Every line from the first in the listing below to the line containing "#[cfg(test)]" is to be repeated exactly, and no line past it.

──────── Data to use ────────

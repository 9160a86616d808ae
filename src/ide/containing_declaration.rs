//! Containing-declaration lookup.

use crate::hir::{AnalysisSession, Symbol};

/// The declaration `symbol` is declared in, `None` for top-level
/// declarations, packages and files.
#[track_caller]
pub fn containing_declaration(session: &AnalysisSession, symbol: &Symbol) -> Option<Symbol> {
    symbol.containing_declaration(session)
}

#[cfg(test)]
mod tests {
    use super::*;
    use crate::base::{ClassId, FqName, Name};
    use crate::hir::SymbolKind;
    use crate::hir::testing::session_with;
    use crate::parser::SyntaxKind;

    fn nth(session: &AnalysisSession, kind: SyntaxKind, n: usize) -> Symbol {
        let file = session.files()[0].clone();
        let node = file.root().descendants().filter(|d| d.kind() == kind).nth(n).unwrap();
        session.declaration_symbol(&file, &node).unwrap()
    }

    #[test]
    fn test_top_level_has_no_container() {
        let session = session_with(&[("a.kt", "class A\nfun f() {}")]);
        assert!(containing_declaration(&session, &nth(&session, SyntaxKind::CLASS, 0)).is_none());
        assert!(containing_declaration(&session, &nth(&session, SyntaxKind::FUN, 0)).is_none());
        let package = session.package_symbol(FqName::root());
        assert!(containing_declaration(&session, &package).is_none());
    }

    #[test]
    fn test_source_members_and_locals() {
        let session = session_with(&[("a.kt", "class A { fun f(p: Int) { val local = p } }")]);
        let f = nth(&session, SyntaxKind::FUN, 0);
        assert_eq!(containing_declaration(&session, &f).unwrap().name(&session), Name::new("A"));
        let p = nth(&session, SyntaxKind::VALUE_PARAMETER, 0);
        assert_eq!(containing_declaration(&session, &p), Some(f.clone()));
        let local = nth(&session, SyntaxKind::PROPERTY, 0);
        assert_eq!(containing_declaration(&session, &local), Some(f));
    }

    #[test]
    fn test_constructor_property_belongs_to_class() {
        let session = session_with(&[("a.kt", "class P(val x: Int)")]);
        let class = session.class_symbol(&ClassId::parse("P")).unwrap();
        let x = session
            .declared_member_scope(&class)
            .symbols_named(&session, &Name::new("x"))
            .remove(0);
        assert_eq!(x.kind(&session), SymbolKind::Property);
        assert_eq!(containing_declaration(&session, &x), Some(class));
    }

    #[test]
    fn test_library_member_container() {
        let session = session_with(&[]);
        let list = session.class_symbol(&ClassId::parse("kotlin/collections/List")).unwrap();
        let scope = session.member_scope(&list);
        let get = scope.symbols_named(&session, &Name::new("get")).remove(0);
        assert_eq!(containing_declaration(&session, &get), Some(list));
        // Inherited members stay with the class that declares them
        let size = scope.symbols_named(&session, &Name::new("size")).remove(0);
        let collection = session.class_symbol(&ClassId::parse("kotlin/collections/Collection"));
        assert_eq!(containing_declaration(&session, &size), collection);
    }

    #[test]
    fn test_backing_field_belongs_to_property() {
        let session = session_with(&[("a.kt", "class A { var x: Int = 0 }")]);
        let x = nth(&session, SyntaxKind::PROPERTY, 0);
        let field = x.backing_field(&session).unwrap();
        assert_eq!(containing_declaration(&session, &field), Some(x));
    }
}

────────

Exercise response
repository 9160a86616d808ae
filename src/ide/containing_declaration.rs
//! Containing-declaration lookup.

use crate::hir::{AnalysisSession, Symbol};

/// The declaration `symbol` is declared in, `None` for top-level
/// declarations, packages and files.
#[track_caller]
pub fn containing_declaration(session: &AnalysisSession, symbol: &Symbol) -> Option<Symbol> {
    symbol.containing_declaration(session)
}

#[cfg(test)]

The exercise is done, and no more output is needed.